In each example below, the first row is the real-robot reference video; the second row is the video to be evaluated. 以下示例中,上一行为真机参考视频,下一行为待评估视频。

3 points 3 分

Action matches the reference; final object state matches; no obvious object deformation during the episode; physics and collisions look plausible. 与参考视频动作一致,物体最终状态一致,过程中物体无明显形变,物理与碰撞无明显异常。

Example (score 3) 示例(3 分)

Reference: insert the ear into the box. The evaluated video also completes the insertion without noticeable deformation → 3. 参考:将耳朵插入盒子。待评视频同样完成插入且过程无明显形变 → 3 分。

2 points 2 分

Final object state matches the reference, but there is visible deformation, unrealistic physics/collisions, or motion inconsistency during the trajectory. 最终物体状态与参考一致,但过程中出现物体形变、物理或碰撞不真实,或与参考动作不一致。

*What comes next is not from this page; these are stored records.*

//! End-to-end scenarios, each compiled through the full pipeline and
//! then actually *executed* with `wasmi` against the host-import
//! surface, so "outputs X" means genuine execution semantics rather
//! than IR inspection.

use scriptwasm::ast::*;
use scriptwasm::compiler::compile;
use scriptwasm::config::CompilerOptions;
use wasmi::{Caller, Engine, Linker, Module as WasmiModule, Store};

#[derive(Default)]
struct Host {
    printed: Vec<f64>,
}

fn num(value: f64) -> Expr {
    Expr::NumericLiteral { value }
}

fn ident(name: &str) -> Expr {
    Expr::Identifier { name: name.to_string(), span: Span::unknown() }
}

fn print_call(arg: Expr) -> Expr {
    Expr::Call { callee: Box::new(ident("print")), arguments: vec![arg] }
}

/// Compiles `program` and runs its `m` entry point under `wasmi`,
/// returning every value the host `print` import observed, in call order.
fn run(program: &Program, options: &CompilerOptions) -> Vec<f64> {
    let out = compile(program, options).expect("program compiles");
    let engine = Engine::default();
    let module = WasmiModule::new(&engine, &out.wasm[..]).expect("assembled module is valid wasm");
    let mut store = Store::new(&engine, Host::default());
    let mut linker = Linker::new(&engine);
    linker
        .func_wrap("env", "print", |mut caller: Caller<'_, Host>, value: f64| {
            caller.data_mut().printed.push(value);
        })
        .expect("define env.print");
    linker
        .func_wrap("env", "printChar", |_caller: Caller<'_, Host>, _code_point: i32| {})
        .expect("define env.printChar");
    linker.func_wrap("env", "time", |_caller: Caller<'_, Host>| 0.0f64).expect("define env.time");
    linker.func_wrap("env", "timeOrigin", |_caller: Caller<'_, Host>| 0.0f64).expect("define env.timeOrigin");

    let instance = linker
        .instantiate(&mut store, &module)
        .expect("instantiate")
        .start(&mut store)
        .expect("run start section");
    let entry = instance
        .get_typed_func::<(), (f64, i32)>(&store, "m")
        .expect("module exports a nullary 'm'");
    entry.call(&mut store, ()).expect("entry point runs without trapping");
    store.data().printed.clone()
}

#[test]
fn scenario_1_print_of_an_arithmetic_expression() {
    let program = Program {
        body: vec![Stmt::Expression {
            expression: print_call(Expr::Binary {
                operator: BinaryOp::Add,
                left: Box::new(num(1.0)),
                right: Box::new(num(2.0)),
            }),
        }],
    };
    assert_eq!(run(&program, &CompilerOptions::default()), vec![3.0]);
}

#[test]
fn scenario_2_for_loop_accumulation() {
    // let x = 10; for (let i = 0; i < 3; i++) x += i; print(x);  -> 13
    let program = Program {
        body: vec![
            Stmt::VariableDeclaration {
                kind: VarKind::Let,
                declarations: vec![VariableDeclarator { id: Identifier::new("x"), init: Some(num(10.0)) }],
            },
            Stmt::For {
                init: Some(Box::new(ForInit::Decl {
                    kind: VarKind::Let,
                    declarations: vec![VariableDeclarator { id: Identifier::new("i"), init: Some(num(0.0)) }],
                })),
                test: Some(Expr::Binary {
                    operator: BinaryOp::Lt,
                    left: Box::new(ident("i")),
                    right: Box::new(num(3.0)),
                }),
                update: Some(Expr::Update { operator: UpdateOp::Inc, argument: Box::new(ident("i")), prefix: false }),
                body: Box::new(Stmt::Expression {
                    expression: Expr::Assignment {
                        operator: AssignOp::AddAssign,
                        left: Box::new(ident("x")),
                        right: Box::new(ident("i")),
                    },
                }),
            },
            Stmt::Expression { expression: print_call(ident("x")) },
        ],
    };
    assert_eq!(run(&program, &CompilerOptions::default()), vec![13.0]);
}

#[test]
fn scenario_3_recursive_fibonacci() {
    // function f(n) { if (n < 2) return n; return f(n-1) + f(n-2); }
    // print(f(10));  -> 55
    let f = FunctionNode {
        id: Some(Identifier::new("f")),
        params: vec![Identifier::new("n")],
        body: vec![
            Stmt::If {
                test: Expr::Binary { operator: BinaryOp::Lt, left: Box::new(ident("n")), right: Box::new(num(2.0)) },
                consequent: Box::new(Stmt::Return { argument: Some(ident("n")) }),
                alternate: None,
            },
            Stmt::Return {
                argument: Some(Expr::Binary {
                    operator: BinaryOp::Add,
                    left: Box::new(Expr::Call {
                        callee: Box::new(ident("f")),
                        arguments: vec![Expr::Binary {
                            operator: BinaryOp::Sub,
                            left: Box::new(ident("n")),
                            right: Box::new(num(1.0)),
                        }],
                    }),
                    right: Box::new(Expr::Call {
                        callee: Box::new(ident("f")),
                        arguments: vec![Expr::Binary {
                            operator: BinaryOp::Sub,
                            left: Box::new(ident("n")),
                            right: Box::new(num(2.0)),
                        }],
                    }),
                }),
            },
        ],
    };
    let program = Program {
        body: vec![
            Stmt::FunctionDeclaration(f),
            Stmt::Expression {
                expression: print_call(Expr::Call { callee: Box::new(ident("f")), arguments: vec![num(10.0)] }),
            },
        ],
    };
    assert_eq!(run(&program, &CompilerOptions::default()), vec![55.0]);
}

#[test]
fn scenario_4_closure_counter_allocates_a_fresh_cell_per_call() {
    // let c = (function(){ let n = 0; return function(){ n += 1; return n; }; })();
    // print(c()); print(c()); print(c());  -> 1, 2, 3
    let inner = FunctionNode {
        id: None,
        params: vec![],
        body: vec![
            Stmt::Expression {
                expression: Expr::Assignment {
                    operator: AssignOp::AddAssign,
                    left: Box::new(ident("n")),
                    right: Box::new(num(1.0)),
                },
            },
            Stmt::Return { argument: Some(ident("n")) },
        ],
    };
    let outer = FunctionNode {
        id: None,
        params: vec![],
        body: vec![
            Stmt::VariableDeclaration {
                kind: VarKind::Let,
                declarations: vec![VariableDeclarator { id: Identifier::new("n"), init: Some(num(0.0)) }],
            },
            Stmt::Return { argument: Some(Expr::FunctionExpression(inner)) },
        ],
    };
    let program = Program {
        body: vec![
            Stmt::VariableDeclaration {
                kind: VarKind::Let,
                declarations: vec![VariableDeclarator {
                    id: Identifier::new("c"),
                    init: Some(Expr::Call {
                        callee: Box::new(Expr::FunctionExpression(outer)),
                        arguments: vec![],
                    }),
                }],
            },
            Stmt::Expression { expression: print_call(Expr::Call { callee: Box::new(ident("c")), arguments: vec![] }) },
            Stmt::Expression { expression: print_call(Expr::Call { callee: Box::new(ident("c")), arguments: vec![] }) },
            Stmt::Expression { expression: print_call(Expr::Call { callee: Box::new(ident("c")), arguments: vec![] }) },
        ],
    };
    assert_eq!(run(&program, &CompilerOptions::default()), vec![1.0, 2.0, 3.0]);
}

#[test]
fn scenario_5_throw_and_catch_plumbs_the_exception_tag() {
    // try { throw 42; } catch (e) { print(e); }  -> 42
    let program = Program {
        body: vec![Stmt::Try {
            block: vec![Stmt::Throw { argument: num(42.0) }],
            handler: Some(CatchClause {
                param: Some(Identifier::new("e")),
                body: vec![Stmt::Expression { expression: print_call(ident("e")) }],
            }),
            finalizer: None,
        }],
    };
    assert_eq!(run(&program, &CompilerOptions::default()), vec![42.0]);
}

#[test]
fn scenario_6_optimizer_shrinks_the_binary_without_changing_behavior() {
    let program = Program {
        body: vec![Stmt::Expression {
            expression: print_call(Expr::Binary {
                operator: BinaryOp::Add,
                left: Box::new(num(1.0)),
                right: Box::new(num(2.0)),
            }),
        }],
    };
    let unopt = compile(&program, &CompilerOptions { opt_passes: 0, ..CompilerOptions::default() }).unwrap();
    let opt = compile(&program, &CompilerOptions { opt_passes: 2, ..CompilerOptions::default() }).unwrap();
    assert!(opt.wasm.len() < unopt.wasm.len(), "two peephole passes must shrink this constant-foldable program");

    let unopt_options = CompilerOptions { opt_passes: 0, ..CompilerOptions::default() };
    let opt_options = CompilerOptions { opt_passes: 2, ..CompilerOptions::default() };
    assert_eq!(run(&program, &unopt_options), vec![3.0]);
    assert_eq!(run(&program, &opt_options), vec![3.0]);
}
//! The typed Wasm IR the code generator produces and the optimizer and
//! assembler consume.
//!
//! The instruction stream is a **flat** `Vec<Instr>` rather than a nested
//! tree: `Block`/`Loop`/`If`/`Else`/`End` are ordinary entries in the
//! vector, exactly mirroring the flat structure of the Wasm binary format
//! itself (and of `wasm_encoder::Function::instruction`, which this
//! crate's assembler calls directly — see `src/assemble/encode.rs`). A
//! flat stream is what makes the peephole optimizer's adjacent-pair
//! rewrites
//! a simple windowed scan rather than a tree rewrite.
//!
//! Forward references (direct and mutual recursion) are represented by
//! [`FuncRef::Deferred`], which the
//! generator emits when a callee's index is not yet known, and which the
//! assembler's deferred-resolution pass patches to
//! `FuncRef::Resolved` once every function has been assigned its final
//! index. Any `FuncRef::Deferred` surviving to encoding is a generator bug
//! and becomes `CompileError::UnresolvedReference`.

use rustc_hash::FxHashMap;

/// A possibly-unresolved function reference, keyed by the function's
/// `debug_name` until the assembler assigns real indices.
#[derive(Debug, Clone, PartialEq, Eq)]
pub enum FuncRef {
    Resolved(u32),
    Deferred(String),
}

#[derive(Debug, Clone, Copy, PartialEq, Eq)]
pub enum BlockType {
    Empty,
    /// Result arity is always the 2-result `(value, type-id)` pair, or
    /// empty; no other block signatures are generated, save
    /// for the single-`i32` shape a truthiness check's `if`/`else`
    /// produces internally (never a source-visible value).
    Pair,
    I32,
}

/// One entry in a function's flat instruction stream.
#[derive(Debug, Clone, PartialEq)]
pub enum Instr {
    F64Const(f64),
    I32Const(i32),

    LocalGet(u32),
    LocalSet(u32),
    LocalTee(u32),
    GlobalGet(u32),
    GlobalSet(u32),

    F64Add,
    F64Sub,
    F64Mul,
    F64Div,
    F64Neg,
    F64Eq,
    F64Ne,
    F64Lt,
    F64Gt,
    F64Le,
    F64Ge,

    I32Add,
    I32Sub,
    I32Mul,
    I32DivS,
    I32RemS,
    I32Eqz,
    I32Eq,
    I32Ne,
    I32LtS,
    I32GtS,
    I32LeS,
    I32GeS,
    I32And,
    I32Or,
    I32Xor,

    F64ConvertI32S,
    I32TruncF64S,

    Block(BlockType),
    Loop(BlockType),
    If(BlockType),
    Else,
    End,
    Br(u32),
    BrIf(u32),
    Return,
    Unreachable,
    Drop,
    Select,

    Call(FuncRef),
    CallIndirect { type_index: u32, table_index: u32 },
    ReturnCall(FuncRef),

    I32Load { offset: u32 },
    I32Store { offset: u32 },
    I32Load8U { offset: u32 },
    I32Store8 { offset: u32 },
    F64Load { offset: u32 },
    F64Store { offset: u32 },
    MemorySize,
    MemoryGrow,

    Throw(u32),
    Rethrow(u32),
    /// Marks the start of a `try` region; `catches` names the tag indices
    /// handled before falling through to an unconditional `catch_all`,
    /// mirroring the legacy Wasm exception-handling proposal's `try`/
    /// `catch`/`catch_all`/`end` encoding that `wasm-encoder` exposes.
    Try(BlockType),
    Catch(u32),
    CatchAll,

    /// A bookkeeping no-op the optimizer is free to delete; used by the
    /// generator to keep source-level statement boundaries visible to
    /// debugging passes without affecting stack shape.
    Nop,
}

impl Instr {
    /// Net effect on the value-stack depth (push count − pop count),
    /// used by stack-effect-preservation tests.
    /// `None` for instructions whose effect depends on surrounding block
    /// structure (block/loop/if headers and their `end`/`else`), which
    /// the optimizer and verifier reason about structurally instead.
    pub fn stack_delta(&self) -> Option<i32> {
        use Instr::*;
        Some(match self {
            F64Const(_) | I32Const(_) | LocalGet(_) | GlobalGet(_) => 1,
            LocalSet(_) | GlobalSet(_) | Drop => -1,
            LocalTee(_) => 0,
            F64Add | F64Sub | F64Mul | F64Div | F64Eq | F64Ne | F64Lt | F64Gt | F64Le | F64Ge => -1,
            F64Neg => 0,
            I32Add | I32Sub | I32Mul | I32DivS | I32RemS | I32Eq | I32Ne | I32LtS | I32GtS
            | I32LeS | I32GeS | I32And | I32Or | I32Xor => -1,
            I32Eqz => 0,
            F64ConvertI32S | I32TruncF64S => 0,
            Select => -2,
            I32Load { .. } | F64Load { .. } | I32Load8U { .. } => 0,
            I32Store { .. } | F64Store { .. } | I32Store8 { .. } => -2,
            MemorySize => 1,
            MemoryGrow => 0,
            Nop => 0,
            Br(_) | BrIf(_) | Return | Unreachable | Call(_) | CallIndirect { .. }
            | ReturnCall(_) | Throw(_) | Rethrow(_) => return None,
            Block(_) | Loop(_) | If(_) | Else | End | Try(_) | Catch(_) | CatchAll => return None,
        })
    }
}

/// Progress of one function through lowering:
/// `Unseen -> Scheduled -> Lowering -> DeferredPatched -> Lowered`.
/// A function enters `DeferredPatched` only if its own body
/// contained at least one forward reference that had to be resolved after
/// the rest of its body was already lowered; otherwise it goes straight
/// from `Lowering` to `Lowered`.
#[derive(Debug, Clone, Copy, PartialEq, Eq)]
pub enum LoweringState {
    Unseen,
    Scheduled,
    Lowering,
    DeferredPatched,
    Lowered,
}

#[derive(Debug, Clone, Copy, PartialEq, Eq)]
pub enum ValType {
    F64,
    I32,
}

impl From<ValType> for wasm_encoder::ValType {
    fn from(v: ValType) -> Self {
        match v {
            ValType::F64 => wasm_encoder::ValType::F64,
            ValType::I32 => wasm_encoder::ValType::I32,
        }
    }
}

#[derive(Debug, Clone)]
pub struct FunctionRecord {
    pub debug_name: String,
    /// Param count always matches the source function's arity; every
    /// param is a value/type-id pair, so the real Wasm param count is
    /// `2 * params.len()` plus one extra pair per capture cell pointer
    /// when closures are enabled (see `src/codegen/lower.rs`).
    pub params: Vec<ValType>,
    pub locals: Vec<ValType>,
    pub body: Vec<Instr>,
    pub exported_name: Option<String>,
    pub state: LoweringState,
    /// Assigned once the generator finishes scheduling every function
    /// reachable from the module's entry points; `None` until then.
    pub index: Option<u32>,
}

#[derive(Debug, Clone)]
pub struct GlobalRecord {
    pub val_type: ValType,
    pub mutable: bool,
    pub init: Instr,
}

#[derive(Debug, Clone)]
pub struct DataSegment {
    pub offset: u32,
    pub bytes: Vec<u8>,
}

/// Linear memory sizing, in 64KiB Wasm pages.
#[derive(Debug, Clone, Copy)]
pub struct PageMap {
    pub initial_pages: u32,
    pub maximum_pages: Option<u32>,
}

#[derive(Debug, Clone)]
pub struct ExceptionTag {
    pub debug_name: String,
    /// Parameter types carried by an exception of this tag; this crate
    /// only ever generates one tag (for `throw`/`catch` of a boxed
    /// value/type-id pair), but the type models arbitrarily many so the
    /// assembler's tag-section logic isn't special-cased to exactly one.
    pub params: Vec<ValType>,
}

/// A host import the generator may reference.
#[derive(Debug, Clone)]
pub struct ImportRecord {
    pub module: String,
    pub name: String,
    pub params: Vec<ValType>,
    pub results: Vec<ValType>,
}

/// The complete, un-optimized-or-optimized Wasm module produced by the
/// generator and consumed by the optimizer and assembler. Functions are
/// keyed by `debug_name` for deferred-reference resolution and by a
/// parallel index vector once indices are assigned — an arena read by
/// index, avoiding back-pointers from call sites into function bodies.
#[derive(Debug, Clone, Default)]
pub struct Module {
    pub imports: Vec<ImportRecord>,
    pub functions: Vec<FunctionRecord>,
    pub globals: Vec<GlobalRecord>,
    pub data: Vec<DataSegment>,
    pub pages: Option<PageMap>,
    pub exceptions: Vec<ExceptionTag>,
    pub start_function: Option<u32>,
}

impl Module {
    pub fn new() -> Self {
        Module::default()
    }

    /// True Wasm function index for a function known only by name, once
    /// import tree-shaking and renumbering have run. Returns
    /// `None` if no such function exists or it has not been assigned an
    /// index yet.
    pub fn index_of(&self, debug_name: &str) -> Option<u32> {
        self.functions
            .iter()
            .find(|f| f.debug_name == debug_name)
            .and_then(|f| f.index)
    }

    pub fn index_map(&self) -> FxHashMap<String, u32> {
        self.functions
            .iter()
            .filter_map(|f| f.index.map(|i| (f.debug_name.clone(), i)))
            .collect()
    }
}
//! Runtime type tags.
//!
//! Every runtime value is a `(value, type-id)` pair and every compiled
//! function returns exactly two Wasm results carrying that pair. `TypeId`
//! enumerates the tag values; its `u32` encoding is this crate's own
//! choice and is fixed for the lifetime of one compiled module, never
//! exposed as a stable cross-version ABI.

#[derive(Debug, Clone, Copy, PartialEq, Eq, Hash)]
pub enum TypeId {
    Number,
    Boolean,
    String,
    Null,
    Undefined,
    Object,
    Array,
    Function,
}

impl TypeId {
    pub const ALL: [TypeId; 8] = [
        TypeId::Number,
        TypeId::Boolean,
        TypeId::String,
        TypeId::Null,
        TypeId::Undefined,
        TypeId::Object,
        TypeId::Array,
        TypeId::Function,
    ];

    /// The integer tag emitted into the generated module's `i32` companion
    /// result. Stable only within a single compile.
    pub fn tag(self) -> i32 {
        match self {
            TypeId::Number => 0,
            TypeId::Boolean => 1,
            TypeId::String => 2,
            TypeId::Null => 3,
            TypeId::Undefined => 4,
            TypeId::Object => 5,
            TypeId::Array => 6,
            TypeId::Function => 7,
        }
    }

    pub fn from_tag(tag: i32) -> Option<TypeId> {
        Self::ALL.into_iter().find(|t| t.tag() == tag)
    }

    /// Whether this type's runtime representation is carried in the `f64`
    /// value slot (vs. packed into the companion `i32` slot, e.g. booleans
    /// and small tagged references).
    pub fn uses_f64_slot(self) -> bool {
        matches!(self, TypeId::Number)
    }
}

Example A (score 2) 示例 A(2 分)

Reference: place the banana in the basket. The evaluated video ends with the banana in the basket (state OK), but the banana deforms during the process → 2. 参考:香蕉放入篮子。待评视频最终香蕉在篮中(状态一致),但过程中香蕉发生形变 → 2 分。

Example B (score 2) 示例 B(2 分)

Reference: banana not placed in the basket. The evaluated video also ends with failure (consistent outcome), but objects deform or interact unnaturally → 2. 参考:香蕉未放入篮子。待评视频最终也未放入(状态一致),但过程中香蕉与其他物体发生形变 → 2 分。

1 point 1 分

Robot motion is broadly aligned with the reference, but the final object state disagrees with the reference (such as success vs failure mismatch, object disappearance, etc.). 机械臂整体动作与参考基本一致,但最终物体状态与参考不一致,如成功与失败状态不一致、物体消失等情形。

Example A (score 1) 示例 A(1 分)

Reference: banana not in the basket. The evaluated video ends with the banana in the basket (wrong outcome), while the arm motion still resembles the reference → 1. 参考:香蕉未在篮中。待评视频最终香蕉在篮中(状态不符),但整体动作与参考相近 → 1 分。

Example B (score 1) 示例 B(1 分)

Reference: banana in the basket. The evaluated video shows grasping, but the banana disappears from the basket at the end (wrong state) while arm motion looks normal → 1. 参考:香蕉在篮中。待评视频虽有抓取,但最终香蕉在篮中消失(状态不符),机械臂动作大体正常 → 1 分。

0 points 0 分

Action and object state both disagree with the reference. Other cases: severely chaotic visuals, incoherent arm motion vs reference, and inconsistent final state. 动作与物体状态均与参考不一致;或画面混乱、机械臂动作与参考严重不符且最终状态也不一致等情形。